Recuerdo que, en mis tiempos de estudiante universitario, debía viajar a Lima por Arequipa, porque la ruta de Chalhuanca se había derrumbado en varios tramos que hacían imposible su tránsito. En esos días se presentó la ocasión de poder viajar juntos al Cusco, porque tú debías hacer algunas compras para el taller de tu vidriería y yo debía tomar el tren al día siguiente. En el camino nos contamos todo lo que saben todos, aunque en el fondo solo es importante lo que queremos decir y solo escuchamos lo que queremos oír.

Llegamos a nuestro destino y como ya era tarde la noche, nos propusimos ir a cenar y dormir por las inmediaciones de la estación del tren y allí nos fuimos.

Después por las inmediaciones de la estación de Wanchaq cenamos en un modesto restaurante y nos alojamos en un hotelillo del lugar. Ya en la habitación preferimos convenir que estábamos cansados y debíamos dormirnos porque al día siguiente teníamos que madrugar y por eso apagamos el miserable foquito que lo iluminaba y nos dispusimos a respirar por algunas horas el aire atrapado en aquel ófrico cuartucho.

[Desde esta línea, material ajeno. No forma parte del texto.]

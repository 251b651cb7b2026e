//! Line-oriented console over the transfer wizard.
//!
//! Each command renders plain text; errors come back as `Err(String)` and get a ❌ prefix.

pub mod accounts;
pub mod fee;
pub mod help;
pub mod pin;
pub mod wizard;

use tracing::debug;

use crate::services::TransferWizard;

/// What the driver loop should do after a line
#[derive(Debug, Clone, PartialEq, Eq)]
pub enum Reply {
    Output(String),
    Quit,
}

pub async fn handle_line(wizard: &mut TransferWizard, line: &str) -> Reply {
    let parts: Vec<&str> = line.split_whitespace().collect();
    if parts.is_empty() {
        return Reply::Output(String::new());
    }

    let command = parts[0].to_lowercase();
    let args = &parts[1..];
    // Never log the arguments; they can carry a PIN
    debug!("Console command: {}", command);

    let result = match command.as_str() {
        "help" | "?" => Ok(help::execute()),
        "accounts" | "acc" => Ok(accounts::execute(wizard)),
        "type" => wizard::select_type(wizard, args).await,
        "from" => wizard::select_account(wizard, args),
        "set" => wizard::set_field(wizard, args).await,
        "next" | "n" => Ok(wizard::next(wizard)),
        "back" | "b" => Ok(wizard::back(wizard)),
        "status" | "s" => Ok(wizard::status(wizard)),
        "dismiss" => Ok(wizard::dismiss(wizard)),
        "new" | "reset" => Ok(wizard::reset(wizard)),
        "fee" => fee::execute(wizard).await,
        "submit" => pin::submit(wizard).await,
        "pin" => pin::verify_and_send(wizard, args).await,
        "newpin" => pin::create(wizard, args).await,
        "cancel" => Ok(pin::cancel(wizard)),
        "quit" | "exit" | "q" => return Reply::Quit,
        other => Err(format!("Unknown command '{}'. Type `help` for a list.", other)),
    };

    match result {
        Ok(text) => Reply::Output(text),
        Err(e) => Reply::Output(format!("❌ {}", e)),
    }
}
//! Serde helpers for loosely typed API payloads

use serde::{Deserialize, Deserializer};

/// Accept either a JSON string or a JSON number and keep it as a string.
/// The bank API is not consistent about id types across endpoints.
pub fn string_or_number<'de, D>(deserializer: D) -> Result<String, D::Error>
where
    D: Deserializer<'de>,
{
    #[derive(Deserialize)]
    #[serde(untagged)]
    enum Raw {
        Text(String),
        Int(i64),
        Float(f64),
    }

    Ok(match Raw::deserialize(deserializer)? {
        Raw::Text(s) => s,
        Raw::Int(n) => n.to_string(),
        Raw::Float(n) => n.to_string(),
    })
}

/// Same as [`string_or_number`] but tolerates a missing or null value
pub fn opt_string_or_number<'de, D>(deserializer: D) -> Result<Option<String>, D::Error>
where
    D: Deserializer<'de>,
{
    #[derive(Deserialize)]
    #[serde(untagged)]
    enum Raw {
        Text(String),
        Int(i64),
        Float(f64),
    }

    Ok(Option::<Raw>::deserialize(deserializer)?.map(|raw| match raw {
        Raw::Text(s) => s,
        Raw::Int(n) => n.to_string(),
        Raw::Float(n) => n.to_string(),
    }))
}
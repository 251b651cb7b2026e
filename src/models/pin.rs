//! Transfer PIN models

use std::fmt;

use zeroize::{Zeroize, ZeroizeOnDrop, Zeroizing};

use crate::utils::errors::PinError;

pub const PIN_LENGTH: usize = 4;

/// Whether the user has a transfer PIN on file
#[derive(Debug, Clone, Copy, PartialEq, Eq, Default)]
pub enum PinState {
    /// Status not fetched yet (or the fetch failed)
    #[default]
    Unknown,
    Unset,
    Set,
}

/// Which PIN prompt the wizard is showing, if any
#[derive(Debug, Clone, Copy, PartialEq, Eq, Default)]
pub enum PinPrompt {
    #[default]
    Closed,
    Create,
    Verify,
}

/// A well-formed 4-digit transfer PIN.
///
/// Never printed; the buffer is wiped when the value is dropped.
#[derive(Clone, PartialEq, Eq, Zeroize, ZeroizeOnDrop)]
pub struct PinCode([u8; PIN_LENGTH]);

impl PinCode {
    pub fn parse(input: &str) -> Result<Self, PinError> {
        let bytes = input.as_bytes();
        if bytes.len() != PIN_LENGTH || !bytes.iter().all(u8::is_ascii_digit) {
            return Err(PinError::InvalidFormat);
        }
        let mut digits = [0u8; PIN_LENGTH];
        digits.copy_from_slice(bytes);
        Ok(Self(digits))
    }

    /// Digits as sent to the bank API, wiped when the returned value is dropped
    pub fn expose(&self) -> Zeroizing<String> {
        Zeroizing::new(self.0.iter().map(|&b| b as char).collect())
    }
}

impl fmt::Debug for PinCode {
    fn fmt(&self, f: &mut fmt::Formatter<'_>) -> fmt::Result {
        f.write_str("PinCode(****)")
    }
}
//! Fee Estimator - backend quote first, static table when the backend is unreachable

use std::str::FromStr;
use std::sync::Arc;

use rand::Rng;
use rust_decimal::Decimal;
use tracing::{debug, warn};

use crate::api::bank::{BankApi, FeeRequest};
use crate::models::{FeeQuote, FeeSource, TransferType};

/// Flat fee for domestic external transfers when no quote is available
pub const DOMESTIC_FALLBACK_FEE: Decimal = Decimal::from_parts(15, 0, 0, false, 0);
/// Base fee for international wires when no quote is available
pub const INTERNATIONAL_FALLBACK_FEE: Decimal = Decimal::from_parts(45, 0, 0, false, 0);

/// How the fallback path prices the international network fee
#[derive(Debug, Clone, PartialEq, Eq)]
pub enum FallbackNetworkFee {
    /// Same value every time
    Fixed(Decimal),
    /// Uniform draw in `[min, max)` cents; not deterministic
    Sampled { min: Decimal, max: Decimal },
}

impl Default for FallbackNetworkFee {
    fn default() -> Self {
        FallbackNetworkFee::Fixed(Decimal::new(20, 0))
    }
}

impl FromStr for FallbackNetworkFee {
    type Err = String;

    /// `fixed`, `sampled`, or a plain number for a fixed fee
    fn from_str(s: &str) -> Result<Self, Self::Err> {
        match s.trim().to_lowercase().as_str() {
            "" | "fixed" => Ok(FallbackNetworkFee::default()),
            "sampled" | "random" => Ok(FallbackNetworkFee::Sampled {
                min: Decimal::new(10, 0),
                max: Decimal::new(30, 0),
            }),
            other => match Decimal::from_str(other) {
                Ok(fee) if fee >= Decimal::ZERO => Ok(FallbackNetworkFee::Fixed(fee)),
                _ => Err(format!("expected 'fixed', 'sampled' or a non-negative amount, got '{}'", other)),
            },
        }
    }
}

impl FallbackNetworkFee {
    fn draw(&self) -> Decimal {
        match self {
            FallbackNetworkFee::Fixed(fee) => *fee,
            FallbackNetworkFee::Sampled { min, max } => {
                let to_cents = |d: &Decimal| (d.round_dp(2) * Decimal::ONE_HUNDRED).trunc();
                let (lo, hi) = (to_cents(min), to_cents(max));
                let lo: i64 = lo.try_into().unwrap_or(0);
                let hi: i64 = hi.try_into().unwrap_or(lo);
                if hi <= lo {
                    return Decimal::new(lo.max(0), 2);
                }
                let cents = rand::thread_rng().gen_range(lo..hi);
                Decimal::new(cents.max(0), 2)
            }
        }
    }
}

/// Identifies the inputs one quote request was made for
#[derive(Debug, Clone, Copy, PartialEq, Eq)]
pub struct FeeTicket {
    generation: u64,
    pub amount: Decimal,
    pub transfer_type: TransferType,
}

pub struct FeeEstimator {
    api: Arc<dyn BankApi>,
    fallback_network_fee: FallbackNetworkFee,
    generation: u64,
}

impl FeeEstimator {
    pub fn new(api: Arc<dyn BankApi>, fallback_network_fee: FallbackNetworkFee) -> Self {
        Self {
            api,
            fallback_network_fee,
            generation: 0,
        }
    }

    /// Ask the bank for a quote; fall back to the static table if that fails.
    /// Always returns a quote.
    pub async fn estimate(&self, amount: Decimal, transfer_type: TransferType) -> FeeQuote {
        let request = FeeRequest {
            transfer_type,
            amount,
        };

        match self.api.calculate_fee(&request).await {
            Ok(response) => {
                debug!(
                    "Fee quote for {} {}: base {} total {}",
                    transfer_type, amount, response.base_fee, response.total_fee
                );
                FeeQuote::new(
                    amount,
                    transfer_type,
                    response.base_fee,
                    response.network_fee.unwrap_or(Decimal::ZERO),
                    Some(response.total_fee),
                    FeeSource::Backend,
                )
            }
            Err(e) => {
                warn!("Fee calculation failed for {} transfer, using fallback: {}", transfer_type, e);
                self.fallback_quote(amount, transfer_type, e.to_string())
            }
        }
    }

    /// Static approximation used when the bank cannot quote
    pub fn fallback_quote(
        &self,
        amount: Decimal,
        transfer_type: TransferType,
        reason: String,
    ) -> FeeQuote {
        let (base_fee, network_fee) = match transfer_type {
            TransferType::Internal => (Decimal::ZERO, Decimal::ZERO),
            TransferType::DomesticExternal => (DOMESTIC_FALLBACK_FEE, Decimal::ZERO),
            TransferType::International => {
                (INTERNATIONAL_FALLBACK_FEE, self.fallback_network_fee.draw())
            }
        };

        FeeQuote::new(
            amount,
            transfer_type,
            base_fee,
            network_fee,
            None,
            FeeSource::Fallback { reason },
        )
    }

    /// Start a new request; every older ticket becomes stale
    pub fn begin(&mut self, amount: Decimal, transfer_type: TransferType) -> FeeTicket {
        self.generation += 1;
        FeeTicket {
            generation: self.generation,
            amount,
            transfer_type,
        }
    }

    pub fn is_current(&self, ticket: &FeeTicket) -> bool {
        ticket.generation == self.generation
    }
}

En medio de la intimidad de aquella pequeña habitación yo hubiera querido contarte todo lo que hacía en Lima para lograr mis empeños, por supuesto sin quejarme de mis carencias y mis debilidades, y tú también habrías querido decirme todo lo que trajinaba por tu mente y se alojaba en tu corazón, y por eso, hasta dos veces antes de dormirnos, me preguntaste. «¿Estás dormido?». La primera vez te contesté que no, pero no te respondí a la segunda, porque tú y yo éramos hombres y los hombres como nosotros no solíamos contarnos lo que estábamos pensando, mucho menos lo que estábamos sintiendo. ¡Eso no podía suceder!

Parece que ni siquiera dormiste, porque cerca de las cuatro de la mañana me despertaste para salir a comprar mi pasaje cuando aún no se armara el alboroto que suelen tener las estaciones de todos los trenes del mundo.

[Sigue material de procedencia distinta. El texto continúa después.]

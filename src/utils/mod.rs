pub mod errors;
pub mod ratelimit;
pub mod table;

pub use errors::{extract_server_message, user_message};
pub use ratelimit::{configure_bank_rate_limit, throttle_bank_api};
pub use table::Table;

use chrono::{DateTime, Utc};
use rust_decimal::{Decimal, RoundingStrategy};

/// Format a money amount with two decimals and the currency code, e.g. `1,250.50 USD`
pub fn format_money(amount: Decimal, currency: &str) -> String {
    let rounded = amount.round_dp_with_strategy(2, RoundingStrategy::MidpointAwayFromZero);
    let text = format!("{:.2}", rounded);
    let (sign, digits) = match text.strip_prefix('-') {
        Some(rest) => ("-", rest),
        None => ("", text.as_str()),
    };
    let (whole, fraction) = digits.split_once('.').unwrap_or((digits, "00"));

    let mut grouped = String::new();
    for (i, ch) in whole.chars().enumerate() {
        if i > 0 && (whole.len() - i) % 3 == 0 {
            grouped.push(',');
        }
        grouped.push(ch);
    }

    format!("{}{}.{} {}", sign, grouped, fraction, currency)
}

pub fn format_timestamp(at: &DateTime<Utc>) -> String {
    at.format("%Y-%m-%d %H:%M UTC").to_string()
}

#[cfg(test)]
mod tests {
    use super::*;

    #[test]
    fn test_format_money() {
        assert_eq!(format_money(Decimal::new(125050, 2), "USD"), "1,250.50 USD");
        assert_eq!(format_money(Decimal::new(45, 0), "USD"), "45.00 USD");
        assert_eq!(format_money(Decimal::new(-1234567, 1), "EUR"), "-123,456.70 EUR");
        assert_eq!(format_money(Decimal::new(5, 3), "USD"), "0.01 USD");
    }

    #[test]
    fn test_format_timestamp() {
        let at = DateTime::parse_from_rfc3339("2026-03-01T09:30:12Z")
            .expect("valid timestamp")
            .with_timezone(&Utc);
        assert_eq!(format_timestamp(&at), "2026-03-01 09:30 UTC");
    }
}
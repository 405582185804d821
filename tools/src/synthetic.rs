//! Seeded synthetic careers for demos and smoke runs.
//!
//! Stands in for the season simulator: same seed, same career.

use career_core::{
    event::CareerEvent,
    ledger::FiringSeverity,
    record::SeasonSnapshot,
    retirement::RetirementReason,
    types::Year,
};
use rand::{Rng, SeedableRng};
use rand_pcg::Pcg64Mcg;

const GAMES_PER_SEASON: u32 = 17;

const FRANCHISES: &[(&str, &str)] = &[
    ("bos", "Boston Harbormen"),
    ("chi", "Chicago Ironworks"),
    ("den", "Denver Peaks"),
    ("hou", "Houston Comets"),
    ("mia", "Miami Tides"),
    ("sea", "Seattle Evergreens"),
    ("stl", "St. Louis Arches"),
    ("pdx", "Portland Timbers"),
];

pub struct SyntheticCareer {
    rng:   Pcg64Mcg,
    year:  Year,
    /// Roster strength in [0, 1]; drifts season to season.
    strength: f64,
}

impl SyntheticCareer {
    pub fn new(seed: u64, start_year: Year) -> Self {
        Self {
            rng: Pcg64Mcg::seed_from_u64(seed),
            year: start_year,
            strength: 0.35,
        }
    }

    /// Generate `seasons` worked seasons, ending in a retirement event.
    pub fn generate(mut self, seasons: u32) -> Vec<CareerEvent> {
        let mut events = Vec::new();
        let mut worked = 0;

        while worked < seasons {
            let (team_id, team_name) = FRANCHISES[self.rng.gen_range(0..FRANCHISES.len())];
            events.push(CareerEvent::TeamStarted {
                team_id: team_id.to_string(),
                team_name: team_name.to_string(),
                year: self.year,
            });
            self.strength = self.rng.gen_range(0.2..0.5);

            let mut losing_streak = 0;
            loop {
                let season = self.play_season(team_id, team_name);
                worked += 1;
                losing_streak = if season.wins < 7 { losing_streak + 1 } else { 0 };

                let fired = losing_streak >= 2 && self.rng.gen_bool(0.7);
                let last = worked == seasons;
                let resign = !fired && !last && self.rng.gen_bool(0.05);
                let season = if fired { season.ending_in_firing() } else { season };
                events.push(CareerEvent::SeasonRecorded { season });

                if fired {
                    let severity = if losing_streak >= 3 {
                        FiringSeverity::Severe
                    } else {
                        FiringSeverity::Standard
                    };
                    events.push(CareerEvent::Fired {
                        team_id: team_id.to_string(),
                        year: self.year,
                        severity,
                    });
                } else if resign || last {
                    events.push(CareerEvent::Resigned {
                        team_id: team_id.to_string(),
                        year: self.year,
                    });
                }

                self.year += 1;
                if fired || resign || last {
                    break;
                }
            }

            if worked < seasons && self.rng.gen_bool(0.4) {
                events.push(CareerEvent::UnemploymentYear);
                self.year += 1;
            }
        }

        events.push(CareerEvent::Retired {
            year: self.year.max(2000),
            reason: RetirementReason::Voluntary,
        });
        events
    }

    fn play_season(&mut self, team_id: &str, team_name: &str) -> SeasonSnapshot {
        self.strength = (self.strength + self.rng.gen_range(-0.15..0.2)).clamp(0.05, 0.95);

        let mut wins = 0;
        let mut ties = 0;
        for _ in 0..GAMES_PER_SEASON {
            let roll: f64 = self.rng.gen();
            if roll < 0.01 {
                ties += 1;
            } else if roll < 0.01 + 0.25 + 0.5 * self.strength {
                wins += 1;
            }
        }
        let losses = GAMES_PER_SEASON - wins - ties;
        let mut season = SeasonSnapshot::new(self.year, team_id, team_name, wins, losses).with_ties(ties);

        if wins >= 10 {
            let playoff_wins = self.playoff_run();
            season = season.with_playoffs(playoff_wins);
            if wins >= 12 {
                season = season.with_division();
            }
            if playoff_wins >= 3 {
                season = season.with_conference();
            }
            if playoff_wins >= 4 {
                season = season.with_championship();
            }
        }
        season
    }

    /// Rounds won before elimination, four to take the title.
    fn playoff_run(&mut self) -> u32 {
        let mut won = 0;
        while won < 4 && self.rng.gen_bool(0.35 + 0.3 * self.strength) {
            won += 1;
        }
        won
    }
}

#[cfg(test)]
mod tests {
    use super::*;

    #[test]
    fn same_seed_same_career() {
        let a = SyntheticCareer::new(7, 2010).generate(12);
        let b = SyntheticCareer::new(7, 2010).generate(12);
        assert_eq!(a, b);
    }

    #[test]
    fn generates_requested_seasons_then_retires() {
        let events = SyntheticCareer::new(99, 2005).generate(20);
        let seasons = events
            .iter()
            .filter(|e| matches!(e, CareerEvent::SeasonRecorded { .. }))
            .count();
        assert_eq!(seasons, 20);
        assert!(matches!(events.last(), Some(CareerEvent::Retired { .. })));
    }
}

Cuando todo estuvo en orden, me recomendaste que era mejor para mí desayunarme las comidas ambulantes que venden en el tren porque era más rico y barato. Entonces sonaron los silbidos del tren y los furiosos ruidos de su marcha, era la señal para abordarlo, lo que quería decir que debía despedirme, pero antes que yo lo hiciera lo hiciste tú, contándome que a la edad de catorce años, con todos los dolores y temores de haberte quedado huérfano de padre, un día, sólo y sin rumbo en la vida, debiste partir en este mismo tren a buscar tu destino, y creo que por esas cosas que se revuelcan dentro del alma volviste a tener catorce años, pues esa vez se te cayeron las lágrimas, quizá porque tuviste a quien contarle tu orfandad.

Después de abrazarnos como se hacen en las despedidas, me subí al tren y tú batiste vigorosamente tu brazo derecho con la señal que se hace en los adioses y aun cuando ya me estaba alejando tu mano seguía gritándome su adiós….adiós…..adiós y que te vaya bien, mientras en medio de la marcha del tren se me alejaba en la distancia todo lo que fuiste tú y tu sufrimiento, mientras yo me quedaba con todo el saco de mis ilusiones y mis ensueños a cuestas.

Sabes no quise decirle a nadie, porque los hombres no deben hacerlo jamás, pero en aquella fría mañana en el vagón de aquel tren andino me desayuné en silencio la pena de mis lágrimas, porque yo si tuve una despedida y viajaba seguro al encuentro del futuro con un montón de sueños, amores y esperanzas metidos en mi cabeza, en mi corazón y en mi mochila, y con la certeza de que tenía un puerto al cuál podía volver cuando quisiera.

Hasta este momento en que me asoman las lágrimas por una parte de mí que tuve que despedir en esta omnipresente estación de la vida, donde unos bajan y otro suben. Aunque sé que durante toda nuestra existencia tenemos que decirle adiós, con o sin pena, a todo lo que se nos presenta o llevamos muy dentro nuestro, pero los humanos adioses son los que más duelen.